**WORK TO BE COMPLETED**
In the entries below, find each line bearing the string "expect" and copy it.

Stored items
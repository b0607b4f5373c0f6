//! Delete thread mutation
//!
//! Moderators remove a thread and its posts. The response carries the
//! deleted thread's id rather than the (gone) entity.

use std::sync::Arc;

use serde::Serialize;
use serde_json::Value;

use crate::core::{PipelineResult, RequestContext};
use crate::entities::{EntityId, Thread};
use crate::validation::{
    CategoryModeratorValidator, CleanedData, ErrorsList, InputModel, ThreadCategoryValidator,
    ThreadExistsValidator, UserIsAuthorizedRootValidator, ValidatorSet,
};

use super::{required, validate_input};

/// Response for the delete-thread mutation
#[derive(Debug, Serialize)]
pub struct DeleteThreadResponse {
    pub errors: Option<ErrorsList>,
    pub deleted: Option<EntityId>,
}

/// Resolve a delete-thread request
pub async fn delete_thread(
    ctx: &Arc<RequestContext>,
    input: &Value,
) -> PipelineResult<DeleteThreadResponse> {
    let hooks = &ctx.hooks.delete_thread;

    let model = hooks.model.call_action(input_model, ctx.clone()).await?;
    let (cleaned, errors) = model.clean(input);
    if !errors.is_empty() {
        return Ok(DeleteThreadResponse {
            errors: Some(errors),
            deleted: None,
        });
    }

    let mut validators = ValidatorSet::new();
    validators.add_field("thread", ThreadExistsValidator);
    validators.add_field(
        "thread",
        ThreadCategoryValidator::new(CategoryModeratorValidator),
    );
    validators.add_root(UserIsAuthorizedRootValidator);

    let (cleaned, errors) = hooks
        .input
        .call_action(validate_input, (ctx.clone(), validators, cleaned, errors))
        .await?;

    if !errors.is_empty() {
        return Ok(DeleteThreadResponse {
            errors: Some(errors),
            deleted: None,
        });
    }

    let deleted = hooks
        .action
        .call_action(delete_thread_action, (ctx.clone(), cleaned))
        .await?;

    Ok(DeleteThreadResponse {
        errors: None,
        deleted: Some(deleted),
    })
}

async fn input_model(_ctx: Arc<RequestContext>) -> PipelineResult<InputModel> {
    Ok(InputModel::builder().positive_int("thread").build())
}

async fn delete_thread_action(
    (ctx, cleaned): (Arc<RequestContext>, CleanedData),
) -> PipelineResult<EntityId> {
    let thread = required(cleaned.entity::<Thread>("thread"), "thread")?;

    tracing::info!(request = %ctx.request_id, thread = thread.id, "deleting thread");
    ctx.store.delete_thread(thread.id).await?;

    Ok(thread.id)
}
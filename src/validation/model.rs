//! Validation models
//!
//! An `InputModel` describes the *shape* of one operation's cleaned input:
//! field names bound to declarative constraints. Models are built
//! per-request by model hooks, so constraints that depend on runtime
//! settings (the bulk-action cap, title length bounds) are builder
//! parameters, not a baked-in global schema.
//!
//! Structural validation runs before any business validator: a model
//! coerces raw JSON into `FieldValue`s or records structural errors, and
//! any structural failure short-circuits the rest of the pipeline for the
//! operation.

use std::sync::OnceLock;

use regex::Regex;
use serde_json::Value;

use super::errors::{codes, ErrorLocation, ErrorsList};
use super::value::{CleanedData, FieldValue};

fn email_regex() -> &'static Regex {
    static RE: OnceLock<Regex> = OnceLock::new();
    RE.get_or_init(|| Regex::new(r"^[^@\s]+@[^@\s]+\.[^@\s]+$").expect("valid email regex"))
}

fn username_regex() -> &'static Regex {
    static RE: OnceLock<Regex> = OnceLock::new();
    RE.get_or_init(|| Regex::new(r"^[0-9A-Za-z_]+$").expect("valid username regex"))
}

/// Declarative constraint on one input field
#[derive(Debug, Clone)]
pub enum FieldConstraint {
    /// Integer greater than zero
    PositiveInt,

    /// Boolean flag
    Bool,

    /// Trimmed text with character-count bounds
    Text { min: usize, max: usize },

    /// Lowercased email address
    Email,

    /// Username: word characters only, with character-count bounds
    Username { min: usize, max: usize },

    /// Non-empty list of positive integer ids, bounded by `max_items`
    IdList { max_items: usize },
}

/// One declared field
#[derive(Debug, Clone)]
pub struct FieldSpec {
    name: String,
    constraint: FieldConstraint,
    required: bool,
}

/// The shape of one operation's cleaned input
#[derive(Debug, Clone, Default)]
pub struct InputModel {
    fields: Vec<FieldSpec>,
}

impl InputModel {
    /// Start declaring a model
    pub fn builder() -> InputModelBuilder {
        InputModelBuilder::default()
    }

    /// Declared field names, in declaration order
    pub fn field_names(&self) -> impl Iterator<Item = &str> {
        self.fields.iter().map(|f| f.name.as_str())
    }

    /// Coerce raw input against the model
    ///
    /// Returns cleaned values for the fields that passed and structural
    /// errors for those that did not. Fields are processed independently;
    /// a failure on one never hides failures on another.
    pub fn clean(&self, raw: &Value) -> (CleanedData, ErrorsList) {
        let mut data = CleanedData::new();
        let mut errors = ErrorsList::new();

        let Some(object) = raw.as_object() else {
            errors.add_root(codes::INVALID_INPUT);
            return (data, errors);
        };

        for field in &self.fields {
            let location = ErrorLocation::field(&field.name);
            match object.get(&field.name) {
                None | Some(Value::Null) => {
                    if field.required {
                        errors.add(location, codes::MISSING);
                    }
                }
                Some(value) => {
                    if let Some(cleaned) =
                        clean_value(&field.constraint, value, &location, &mut errors)
                    {
                        data.insert(field.name.clone(), cleaned);
                    }
                }
            }
        }

        (data, errors)
    }
}

/// Builder for `InputModel`
///
/// ```ignore
/// let model = InputModel::builder()
///     .id_list("threads", ctx.settings.bulk_action_limit)
///     .positive_int("category")
///     .build();
/// ```
#[derive(Debug, Default)]
pub struct InputModelBuilder {
    fields: Vec<FieldSpec>,
}

impl InputModelBuilder {
    fn field(mut self, name: impl Into<String>, constraint: FieldConstraint) -> Self {
        self.fields.push(FieldSpec {
            name: name.into(),
            constraint,
            required: true,
        });
        self
    }

    /// Declare a required positive-integer field
    pub fn positive_int(self, name: impl Into<String>) -> Self {
        self.field(name, FieldConstraint::PositiveInt)
    }

    /// Declare a required boolean field
    pub fn bool(self, name: impl Into<String>) -> Self {
        self.field(name, FieldConstraint::Bool)
    }

    /// Declare a required text field with character-count bounds
    pub fn text(self, name: impl Into<String>, min: usize, max: usize) -> Self {
        self.field(name, FieldConstraint::Text { min, max })
    }

    /// Declare a required email field
    pub fn email(self, name: impl Into<String>) -> Self {
        self.field(name, FieldConstraint::Email)
    }

    /// Declare a required username field with character-count bounds
    pub fn username(self, name: impl Into<String>, min: usize, max: usize) -> Self {
        self.field(name, FieldConstraint::Username { min, max })
    }

    /// Declare a required, non-empty, bounded list of positive ids
    pub fn id_list(self, name: impl Into<String>, max_items: usize) -> Self {
        self.field(name, FieldConstraint::IdList { max_items })
    }

    /// Mark the most recently declared field as optional
    pub fn optional(mut self) -> Self {
        if let Some(last) = self.fields.last_mut() {
            last.required = false;
        }
        self
    }

    pub fn build(self) -> InputModel {
        InputModel {
            fields: self.fields,
        }
    }
}

fn clean_value(
    constraint: &FieldConstraint,
    value: &Value,
    location: &ErrorLocation,
    errors: &mut ErrorsList,
) -> Option<FieldValue> {
    match constraint {
        FieldConstraint::PositiveInt => clean_positive_int(value, location, errors),
        FieldConstraint::Bool => match value.as_bool() {
            Some(flag) => Some(FieldValue::Bool(flag)),
            None => {
                errors.add(location.clone(), codes::NOT_BOOL);
                None
            }
        },
        FieldConstraint::Text { min, max } => {
            let text = match value.as_str() {
                Some(text) => text.trim(),
                None => {
                    errors.add(location.clone(), codes::NOT_TEXT);
                    return None;
                }
            };
            let length = text.chars().count();
            if length < *min {
                errors.add(location.clone(), codes::TEXT_TOO_SHORT);
                None
            } else if length > *max {
                errors.add(location.clone(), codes::TEXT_TOO_LONG);
                None
            } else {
                Some(FieldValue::Text(text.to_string()))
            }
        }
        FieldConstraint::Email => {
            let text = match value.as_str() {
                Some(text) => text.trim(),
                None => {
                    errors.add(location.clone(), codes::NOT_TEXT);
                    return None;
                }
            };
            if email_regex().is_match(text) {
                Some(FieldValue::Text(text.to_lowercase()))
            } else {
                errors.add(location.clone(), codes::INVALID_EMAIL);
                None
            }
        }
        FieldConstraint::Username { min, max } => {
            let text = match value.as_str() {
                Some(text) => text.trim(),
                None => {
                    errors.add(location.clone(), codes::NOT_TEXT);
                    return None;
                }
            };
            let length = text.chars().count();
            if length < *min || length > *max || !username_regex().is_match(text) {
                errors.add(location.clone(), codes::INVALID_USERNAME);
                None
            } else {
                Some(FieldValue::Text(text.to_string()))
            }
        }
        FieldConstraint::IdList { max_items } => {
            let items = match value.as_array() {
                Some(items) => items,
                None => {
                    errors.add(location.clone(), codes::NOT_LIST);
                    return None;
                }
            };
            if items.is_empty() {
                errors.add(location.clone(), codes::LIST_EMPTY);
                return None;
            }
            if items.len() > *max_items {
                errors.add(location.clone(), codes::LIST_TOO_LONG);
                return None;
            }

            let mut cleaned = Vec::with_capacity(items.len());
            let mut failed = false;
            for (index, item) in items.iter().enumerate() {
                let item_location = location
                    .item(index)
                    .expect("id list fields have field locations");
                match clean_positive_int(item, &item_location, errors) {
                    Some(id) => cleaned.push(id),
                    None => failed = true,
                }
            }

            if failed {
                None
            } else {
                Some(FieldValue::List(cleaned))
            }
        }
    }
}

fn clean_positive_int(
    value: &Value,
    location: &ErrorLocation,
    errors: &mut ErrorsList,
) -> Option<FieldValue> {
    match value.as_i64() {
        Some(n) if n > 0 => Some(FieldValue::Int(n)),
        Some(_) => {
            errors.add(location.clone(), codes::NOT_POSITIVE);
            None
        }
        None => {
            errors.add(location.clone(), codes::NOT_INT);
            None
        }
    }
}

**RESULT OF THIS TASK**
    RE.get_or_init(|| Regex::new(r"^[^@\s]+@[^@\s]+\.[^@\s]+$").expect("valid email regex"))
    RE.get_or_init(|| Regex::new(r"^[0-9A-Za-z_]+$").expect("valid username regex"))
                    .expect("id list fields have field locations");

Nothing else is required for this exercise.